(Collected data entries)
'''

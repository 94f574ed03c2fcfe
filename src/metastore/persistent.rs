use super::backend::{MetastoreBackend, PutOutcome};
use crate::error::{EntityKind, Result};
use futures::StreamExt;
use object_store::{path::Path, ObjectStore, PutMode, PutOptions, PutPayload};
use std::sync::Arc;

/// Metastore backend persisting every entity as one object.
///
/// Writes are create-only; a lost race is detected through `AlreadyExists` and
/// resolved by reading back the winner's object.
#[derive(Debug)]
pub struct ObjectStoreBackend {
    bucket: Arc<dyn ObjectStore>,
}

impl ObjectStoreBackend {
    pub fn new(bucket: Arc<dyn ObjectStore>) -> Self {
        Self { bucket }
    }

    /// Persists under `dir`, creating it if needed.
    pub fn local(dir: impl AsRef<std::path::Path>) -> anyhow::Result<Self> {
        std::fs::create_dir_all(dir.as_ref())?;
        let fs = object_store::local::LocalFileSystem::new_with_prefix(dir.as_ref())?;
        Ok(Self::new(Arc::new(fs)))
    }
}

#[tonic::async_trait]
impl MetastoreBackend for ObjectStoreBackend {
    async fn get(&self, key: &str) -> Result<Option<Vec<u8>>> {
        match self.bucket.get(&Path::from(key)).await {
            Ok(res) => Ok(Some(res.bytes().await?.to_vec())),
            Err(object_store::Error::NotFound { .. }) => Ok(None),
            Err(e) => Err(e.into()),
        }
    }

    async fn put_if_absent(&self, key: &str, value: Vec<u8>) -> Result<PutOutcome> {
        let path = Path::from(key);
        let opts = PutOptions {
            mode: PutMode::Create,
            ..Default::default()
        };

        match self
            .bucket
            .put_opts(&path, PutPayload::from(value), opts)
            .await
        {
            Ok(_) => Ok(PutOutcome::Created),
            Err(object_store::Error::AlreadyExists { .. }) => {
                let existing = self.bucket.get(&path).await?.bytes().await?;
                Ok(PutOutcome::Existing(existing.to_vec()))
            }
            Err(e) => Err(e.into()),
        }
    }

    async fn count(&self, kind: EntityKind) -> Result<usize> {
        let prefix = Path::from(kind.as_str());
        let mut listing = self.bucket.list(Some(&prefix));
        let mut n = 0;
        while let Some(meta) = listing.next().await {
            meta?;
            n += 1;
        }
        Ok(n)
    }
}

'''

Your assignment: Copy out each line of the data that holds the string "PutOptions".

Answer section:
use object_store::{path::Path, ObjectStore, PutMode, PutOptions, PutPayload};
        let opts = PutOptions {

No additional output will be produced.